Cascading Failures


When something goes wrong, the surrounding supporting infrastructure must suddenly accept a new load.

The affected area

If that load-spike exceeds the supporting infrastructure’s capacity, then it fails, and you get a cascading failure. Extreme examples of cascading failures don’t stop failing until there is nothing left to fail. [nyt] writes about the blackout of 2003:

A surge of electricity to western New York and Canada touched off a series of power failures and enforced blackouts yesterday that left parts of at least eight states in the Northeast and the Midwest without electricity. The widespread failures provoked the evacuation of office buildings, stranded thousands of commuters and flooded some hospitals with patients suffering in the stifling heat.

I remember that day; my phone started ringing as soon as the power came back on; it was journalists asking “is this the Chinese?” What had actually happened was what is often described as a “software glitch” though I consider it more of a “design error.” The power grid shutdown was a result of systems behaving the way they were supposed to behave – the consequences, however, were unforeseen.

Wikipedia explains it better than I need to [wik] – the short form is that a high voltage line began to draw an unexpected load because it had drooped into wet branches. The unexpected load caused the local station to switch so that power was being drawn from the local grid instead of sent across the questionable line. The local grid systems’ software saw an unusual surge which triggered their load alarms and they re-routed power from nearby stations. Suddenly, the smart-grid software saw a large surge/unusual load and a wave of overload shutdowns swept through the whole system. My guess is that the initial “shut it down and draw current from elsewhere” smart-grid parameter was chosen to be within engineering tolerances (a factor of 2 or 3 overhead) and the “fix” was to tweak the system parameters to have them be less sensitive to a system-wide problem. It seemed to me that an attack from the Chinese or whoever would first bring the system down, then tear down its telemetry and command/control. That would be bad. Remember when Terry Childs locked the City of San Francisco out of its own fiber-WAN backbone? [wired] He changed the administrators’ passwords to random junk and then left. A serious attack would look more like the Shamoon attacks against Saudi Aramco: system BIOS wipes and hard drive calibration wipes – poof! all your computers are bricks. I suppose the most elegant cyberattack would be to trigger a cascading failure, but why bother? If your point is to demonstrate you control someone’s system, smoking wreckage is as eloquent a message as any other.

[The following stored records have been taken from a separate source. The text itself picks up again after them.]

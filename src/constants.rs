/// 载体图像的中性填充色 (R, G, B, A)。
/// 编码器在写入任何比特之前，先用这个颜色填满整张图像。
pub const NEUTRAL_FILL: [u8; 4] = [128, 128, 128, 255];

/// 自动生成的载体图像的最小边长 (像素)。
pub const MIN_CARRIER_SIDE: u32 = 64;

/// 帧开头 `TotalLength` 字段的比特数 (大端 u32)。
pub const LENGTH_FIELD_BITS: usize = 32;

/// `PayloadSize` 字段的字节数 (大端 u32)。
pub const PAYLOAD_SIZE_BYTES: usize = 4;

/// 每个像素可用的比特数：R、G、B 各一个最低有效位，Alpha 不参与。
pub const BITS_PER_PIXEL: usize = 3;

/// 容量区域的边距除数。
/// 顶部和底部各跳过 `floor(H / 5)` 行，只使用中间约 60% 的行。
pub const MARGIN_DIVISOR: u32 = 5;

/// 尺寸估算时假定的容量区域比例。
pub const CAPACITY_FRACTION: f64 = 0.6;

/// 合法头部的最小字节数：1 字节 `ExtLen` + 0 字节扩展名 + 4 字节 `PayloadSize`。
pub const MIN_HEADER_BYTES: usize = 1 + PAYLOAD_SIZE_BYTES;

/// 扩展名的最大字节数，受 8 位 `ExtLen` 字段限制。
pub const MAX_EXTENSION_LEN: usize = u8::MAX as usize;

/// 默认输出的载体图像扩展名。
pub const DEFAULT_CARRIER_EXTENSION: &str = "png";
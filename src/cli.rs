//! # 命令行接口模块
//!
//! 使用 `clap` 定义了程序的命令行结构，包括子命令和参数。
//! 所有用户通过命令行与程序交互的入口点都在此模块中定义。

use clap::Parser;
use log::LevelFilter;
use std::path::PathBuf;

/// 把任意文件藏进自动生成的载体图像 (LSB 隐写)，或从载体图像中恢复文件。
#[derive(Parser, Debug)]
#[command(
    version,
    about,
    long_about = "把任意文件 (连同扩展名) 藏进自动生成的无损载体图像的最低有效位，之后再从图像中无损恢复。"
)]
pub struct Cli {
    #[command(subcommand)]
    pub command: Commands,

    /// 日志级别 (off, error, warn, info, debug, trace)，`RUST_LOG` 优先。
    #[arg(long, global = true, default_value = "warn")]
    pub log_level: LevelFilter,
}

/// 可用的子命令：hide (隐藏)、recover (恢复) 和 inspect (检查)。
#[derive(Parser, Debug)]
pub enum Commands {
    /// 生成一张藏有指定文件的载体图像。
    Hide(HideArgs),

    /// 从载体图像中恢复隐藏的文件。
    Recover(RecoverArgs),

    /// 报告图像的容量信息以及其中是否藏有文件。
    Inspect(InspectArgs),
}

/// 'hide' 命令所需的参数。
#[derive(Parser, Debug)]
pub struct HideArgs {
    /// 要隐藏的文件路径。
    #[arg(short, long)]
    pub file: PathBuf,

    /// 记录在帧中的扩展名。默认取文件自身的扩展名。
    #[arg(short, long)]
    pub ext: Option<String>,

    /// 载体图像的输出路径，扩展名决定容器格式 (png, bmp, tiff, webp, qoi)。
    /// 默认在源文件旁生成 `carrier_<文件名>.png`。
    #[arg(short, long)]
    pub dest: Option<PathBuf>,

    /// 目标文件已存在时覆盖它。
    #[arg(long)]
    pub force: bool,
}

/// 'recover' 命令所需的参数。
#[derive(Parser, Debug)]
pub struct RecoverArgs {
    /// 载体图像的路径。
    #[arg(short, long)]
    pub image: PathBuf,

    /// 恢复出的文件的保存路径。
    /// 默认在图像旁生成下一个可用的 `<图像名>_NNN.<扩展名>`。
    #[arg(short, long)]
    pub output: Option<PathBuf>,

    /// 目标文件已存在时覆盖它。
    #[arg(long)]
    pub force: bool,

    /// 图像中没有可解码的帧时，把图像本身当作普通二进制文件原样保存。
    #[arg(long)]
    pub passthrough: bool,
}

/// 'inspect' 命令所需的参数。
#[derive(Parser, Debug)]
pub struct InspectArgs {
    /// 要检查的图像路径。
    #[arg(short, long)]
    pub image: PathBuf,
}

There are lots of places where cascading failures can occur; I used to spend a lot of subconscious time trying to identify them. Perhaps that’s why I am so worried about the command/control systems for nuclear weapons; there appear to be a lot of places where failures can escalate (basically, all the failure modes seem to boil down to ‘and then there’s a full exchange’)

Anyhow, I saw this and immediately recognized a cascading failure: [it gets interesting at 0:35]

You can clearly see what’s going on, here: each rack is capable of holding a tremendous amount of weight bearing directly down through its supports. As soon as even a fraction of that weight is in the form of a sideways push or a pull on the upper corner the whole situation unravels.

------ divider ------

I have to wonder if perhaps the racks were not installed correctly. With steel truss systems like that, it can be a matter of one bolt being missing.

Comments

  1. johnson catman says

    WOW! Was anyone killed or seriously injured in that crash? If not, that is truly amazing. I would definitely hate to have to clean that up!

  2. rq says

    I’ll have to watch the video later, but you really made my weekend with this:

    all the failure modes seem to boil down to ‘and then there’s a full exchange’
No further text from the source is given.